Battlefield and Wind Chime

Tongo Eisen-Martin’s poems are echo chambers of vernaculars and unofficial languages. He both registers the damage caused by systemic racism and evinces—and by his work extends—the rich modes of resistance that rise up to meet it. His is a poetry of total commitment that never becomes merely programmatic and instead stretches the possibilities of meaning to the far edge of sense, where they become music. “I wake up on a battlefield and also looking down from the crystal of a wind chime”: Eisen-Martin writes at once out of practical struggle and a sense of wonder, insisting by his example that one demands the other. A longtime political organizer, including against mass incarceration, he can pithily capture the inhumanity of the capitalist present: “I can hear hate / And teach hate / And call tools by people names / And name people dead to themselves.” But simply naming alienation will not suffice; this poet refuses to be dead to himself. He will not surrender his imagination to the logic he opposes: “I have to fall in love in here too, you know.” Like few other contemporary writers, Eisen-Martin can “play the piano against itself”—wrest from a thoroughly commercialized and militarized language new chords, new possibilities of musical and social combination. His work pays homage to a constellation of influential predecessors—Audre Lorde, Gil Scott-­­­Heron, Roque Dalton—but he sounds like no one else. I am grateful for the openness and outrage of these poems. As he writes, “It’s not the type of season for backing down.”

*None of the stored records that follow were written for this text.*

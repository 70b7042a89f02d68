// ABOUTME: AWS credential resolution for the Bedrock client
// ABOUTME: Builds SigV4 or bearer credentials from an explicit key lookup and the shared credentials file
//
// SPDX-License-Identifier: MIT OR Apache-2.0
// Copyright (c) 2026 dravr.ai

use std::collections::HashMap;
use std::fmt;
use std::fs;
use std::io;
use std::path::{Path, PathBuf};

use tracing::debug;

use crate::types::ProbeError;

/// Bedrock API key (bearer token)
pub const BEARER_TOKEN_KEY: &str = "AWS_BEARER_TOKEN_BEDROCK";
/// Access key id for SigV4 signing
pub const ACCESS_KEY_ID_KEY: &str = "AWS_ACCESS_KEY_ID";
/// Secret access key for SigV4 signing
pub const SECRET_ACCESS_KEY_KEY: &str = "AWS_SECRET_ACCESS_KEY";
/// Optional session token for temporary credentials
pub const SESSION_TOKEN_KEY: &str = "AWS_SESSION_TOKEN";
/// Profile to read from the shared credentials file
pub const PROFILE_KEY: &str = "AWS_PROFILE";
/// Override for the shared credentials file location
pub const SHARED_CREDENTIALS_FILE_KEY: &str = "AWS_SHARED_CREDENTIALS_FILE";
/// Profile used when none is named
pub const DEFAULT_PROFILE: &str = "default";

/// Credentials used to authorize Bedrock requests
#[derive(Clone, PartialEq, Eq)]
pub enum AwsCredentials {
    /// Access key pair, signed with AWS Signature Version 4
    Sigv4 {
        /// Access key id
        access_key_id: String,
        /// Secret access key
        secret_access_key: String,
        /// Session token for temporary credentials
        session_token: Option<String>,
    },
    /// Bedrock API key sent as `Authorization: Bearer`
    Bearer {
        /// API key
        token: String,
    },
}


impl AwsCredentials {
    /// Resolve credentials through a key lookup only
    ///
    /// Equivalent to [`AwsCredentials::resolve`] without a shared credentials file.
    ///
    /// # Errors
    ///
    /// Returns an `AuthFailure` error when neither form is complete.
    pub fn from_lookup<F>(lookup: F) -> Result<Self, ProbeError>
    where
        F: Fn(&str) -> Option<String>,
    {
        Self::resolve(lookup, None)
    }

    /// Resolve credentials
    ///
    /// Resolution order:
    /// 1. `AWS_BEARER_TOKEN_BEDROCK`
    /// 2. `AWS_ACCESS_KEY_ID` + `AWS_SECRET_ACCESS_KEY` (+ `AWS_SESSION_TOKEN`)
    /// 3. the profile in the shared credentials file, when one is given
    ///
    /// The caller decides where keys and files come from; the binary passes
    /// the process environment and `~/.aws/credentials`, tests pass a map and
    /// a temp file.
    ///
    /// # Errors
    ///
    /// Returns an `AuthFailure` error when no source yields complete
    /// credentials, or when a named profile is missing or incomplete.
    pub fn resolve<F>(lookup: F, shared: Option<&SharedProfile>) -> Result<Self, ProbeError>
    where
        F: Fn(&str) -> Option<String>,
    {
        if let Some(credentials) = Self::from_env(&lookup)? {
            return Ok(credentials);
        }
        if let Some(credentials) = shared.map(Self::from_profile).transpose()?.flatten() {
            return Ok(credentials);
        }
        Err(ProbeError::auth_failure(format!(
            "Amazon Bedrock requires AWS credentials. Set {ACCESS_KEY_ID_KEY}/{SECRET_ACCESS_KEY_KEY}, {BEARER_TOKEN_KEY}, or a profile in ~/.aws/credentials"
        )))
    }

    fn from_env<F>(lookup: &F) -> Result<Option<Self>, ProbeError>
    where
        F: Fn(&str) -> Option<String>,
    {
        let get = |key: &str| non_blank(lookup(key));

        if let Some(token) = get(BEARER_TOKEN_KEY) {
            debug!(source = BEARER_TOKEN_KEY, "Resolved Bedrock bearer token");
            return Ok(Some(Self::Bearer { token }));
        }

        match (get(ACCESS_KEY_ID_KEY), get(SECRET_ACCESS_KEY_KEY)) {
            (Some(access_key_id), Some(secret_access_key)) => {
                let session_token = get(SESSION_TOKEN_KEY);
                debug!(
                    has_session_token = session_token.is_some(),
                    "Resolved SigV4 access key credentials"
                );
                Ok(Some(Self::Sigv4 {
                    access_key_id,
                    secret_access_key,
                    session_token,
                }))
            }
            (Some(_), None) => Err(ProbeError::auth_failure(format!(
                "{ACCESS_KEY_ID_KEY} is set but {SECRET_ACCESS_KEY_KEY} is missing"
            ))),
            _ => Ok(None),
        }
    }

    /// Read a profile from the shared credentials file
    ///
    /// A missing file or a missing `default` profile yields `Ok(None)`; a
    /// profile the caller named explicitly must exist.
    ///
    /// # Errors
    ///
    /// Returns an `AuthFailure` error when the file cannot be read, a named
    /// profile is absent, or the profile lacks a key pair.
    pub fn from_profile(shared: &SharedProfile) -> Result<Option<Self>, ProbeError> {
        let path = shared.path.display();
        let content = match fs::read_to_string(&shared.path) {
            Ok(content) => content,
            Err(e) if e.kind() == io::ErrorKind::NotFound && !shared.explicit => {
                debug!(path = %path, "No shared credentials file");
                return Ok(None);
            }
            Err(e) => {
                return Err(ProbeError::auth_failure(format!(
                    "Failed to read shared credentials file {path}: {e}"
                )))
            }
        };

        let Some(mut section) = profile_section(&content, &shared.profile) else {
            if shared.explicit {
                return Err(ProbeError::auth_failure(format!(
                    "Profile {} not found in {path}",
                    shared.profile
                )));
            }
            debug!(path = %path, profile = %shared.profile, "Profile not in shared credentials file");
            return Ok(None);
        };

        let mut take = |key: &str| non_blank(section.remove(key));
        match (take("aws_access_key_id"), take("aws_secret_access_key")) {
            (Some(access_key_id), Some(secret_access_key)) => {
                let session_token = take("aws_session_token");
                debug!(
                    path = %path,
                    profile = %shared.profile,
                    has_session_token = session_token.is_some(),
                    "Resolved SigV4 credentials from shared credentials file"
                );
                Ok(Some(Self::Sigv4 {
                    access_key_id,
                    secret_access_key,
                    session_token,
                }))
            }
            _ => Err(ProbeError::auth_failure(format!(
                "Profile {} in {path} needs aws_access_key_id and aws_secret_access_key",
                shared.profile
            ))),
        }
    }

    /// Short label for diagnostics
    #[must_use]
    pub const fn kind_label(&self) -> &'static str {
        match self {
            Self::Sigv4 { .. } => "sigv4",
            Self::Bearer { .. } => "bearer",
        }
    }
}

/// Location of the shared credentials file and the profile to read from it
#[derive(Debug, Clone, PartialEq, Eq)]
pub struct SharedProfile {
    /// Path of the credentials file
    pub path: PathBuf,
    /// Section name inside the file
    pub profile: String,
    /// Whether the profile was named by the caller rather than defaulted
    pub explicit: bool,
}

impl SharedProfile {
    /// Point at a profile in a specific file
    #[must_use]
    pub fn new(path: impl Into<PathBuf>, profile: impl Into<String>) -> Self {
        Self {
            path: path.into(),
            profile: profile.into(),
            explicit: true,
        }
    }

    /// Locate the shared credentials file and profile
    ///
    /// Path: `AWS_SHARED_CREDENTIALS_FILE`, else `<home>/.aws/credentials`.
    /// Profile: `profile_override`, else `AWS_PROFILE`, else `default`.
    /// Returns `None` when no path can be determined.
    pub fn locate<F>(lookup: F, home: Option<&Path>, profile_override: Option<&str>) -> Option<Self>
    where
        F: Fn(&str) -> Option<String>,
    {
        let path = non_blank(lookup(SHARED_CREDENTIALS_FILE_KEY))
            .map(PathBuf::from)
            .or_else(|| home.map(|dir| dir.join(".aws").join("credentials")))?;
        let named = non_blank(profile_override.map(ToOwned::to_owned))
            .or_else(|| non_blank(lookup(PROFILE_KEY)));

        Some(Self {
            path,
            explicit: named.is_some(),
            profile: named.unwrap_or_else(|| DEFAULT_PROFILE.to_owned()),
        })
    }
}

fn non_blank(value: Option<String>) -> Option<String> {
    value.map(|v| v.trim().to_owned()).filter(|v| !v.is_empty())
}

/// Keys of one `[profile]` section, lower-cased; `None` if the section is absent
fn profile_section(content: &str, profile: &str) -> Option<HashMap<String, String>> {
    let mut current: Option<&str> = None;
    let mut section: Option<HashMap<String, String>> = None;

    for line in content.lines().map(str::trim) {
        if line.is_empty() || line.starts_with('#') || line.starts_with(';') {
            continue;
        }
        if let Some(name) = line.strip_prefix('[').and_then(|l| l.strip_suffix(']')) {
            current = Some(name.trim());
            if current == Some(profile) {
                section.get_or_insert_with(HashMap::new);
            }
            continue;
        }
        if current != Some(profile) {
            continue;
        }
        if let Some((key, value)) = line.split_once('=') {
            section
                .get_or_insert_with(HashMap::new)
                .insert(key.trim().to_lowercase(), value.trim().to_owned());
        }
    }

    section
}

// Secrets never reach logs
impl fmt::Debug for AwsCredentials {
    fn fmt(&self, f: &mut fmt::Formatter<'_>) -> fmt::Result {
        match self {
            Self::Sigv4 {
                access_key_id,
                session_token,
                ..
            } => f
                .debug_struct("Sigv4")
                .field("access_key_id", access_key_id)
                .field("secret_access_key", &"<redacted>")
                .field("session_token", &session_token.as_ref().map(|_| "<redacted>"))
                .finish(),
            Self::Bearer { .. } => f
                .debug_struct("Bearer")
                .field("token", &"<redacted>")
                .finish(),
        }
    }
}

Eisen-Martin is the author of Someone’s Dead Already (Bootstrap Press) and Heaven Is All Goodbyes (City Lights), which was a finalist for the Griffin Prize and won the American Book Award and the California Book Award. He lives in San Francisco. These poems are from an untitled work in progress.—Ben Lerner

THE SUBURBS ARE FINALLY OFFENDED

Like normal-speed bullets changing a normal life

Europe serves two masters
        Maybe two hundred thousand

Here comes the state and its love poems again

Pond gangsters, postcard music, and the death mask that fits millions

The global South for children, alcoholics in search of history books, and the home away from police insecurities

Take the isolation as it comes now … the heartbeat with a handrail … the bad day in California

“A painful season/
Seasons gone sentient
                and well-dressed
                                 taken as a whole
                                                 and
                                                 taken as a whole, I mean jailers no harm”
                                                                              –a science fiction

A crisis of open-air corrections

My conscience is clean
The police pantry is well-stocked/ “society time,” they say
The poems are done/ neatly stacked on top of my infant body
Sleeping through my first imperialist summer
Activists who don’t scream Black Power/ rather Black Component
I wake up on a battlefield and also looking down from the crystal of a wind chime

Your comrade,
                            Named

“When is the last time you ducked a bully?”
                             To which I gave a reply and was assigned karma

Drum patterns and drum patterns perceived
                              I walk back to the United States in defeat

Untitled (Yo 123) and Untitled, by Nina Chanel Abney, whose exhibition Royal Flush is currently on view at the California African American Museum and the Institute of Contemporary Art, Los Angeles. Left: © The artist. Private collection. Courtesy the Nasher Museum of Art at Duke University. Right: © The artist. Courtesy Jack Shainman Gallery, New York City

FRONT MAN

I play the piano against itself now

                 Three smiles instead of two ears and such

                                 Anything blue can become a train

I am not a storyteller– The piano gets no description

I make a ton of limbs into one glass rim

Ease into the centimeters of history and hurried paranoia

My bedroom door laid exit-side down on the street

I lay my old gangster movies down next to it

I’m sure there is a hearable color in her eye
I am not a storyteller/ she will never be a ghost

Watching it rain
On people who are a charming plain
In conversations that are like
                                perfectly good cars abandoned

I reach for the record and not the prop gun

you can take me back now
now this decade is going normal

Like listening to Nina Simone later in life
or
Similar to a deity walking down from a mountain

I was a child on drugs

I met a girl
All apartments seemed to soften

Judging by the music, I must park cars for a living

Let me tune my instrument to the collapsible C

Let me cut off my finger
Before I scratch my arm

She smiles at her drink

                                A lifetime is over

Chaos in my superstition

I go bring my old gangster movies
back into the house

THREE PARTIES LATER, FIVE MINUTES HAVE PASSED

I have to fall in love in here too, you know

  sew a mouth onto my mouth

Walk around the voices in security guards’ heads (Not carefully)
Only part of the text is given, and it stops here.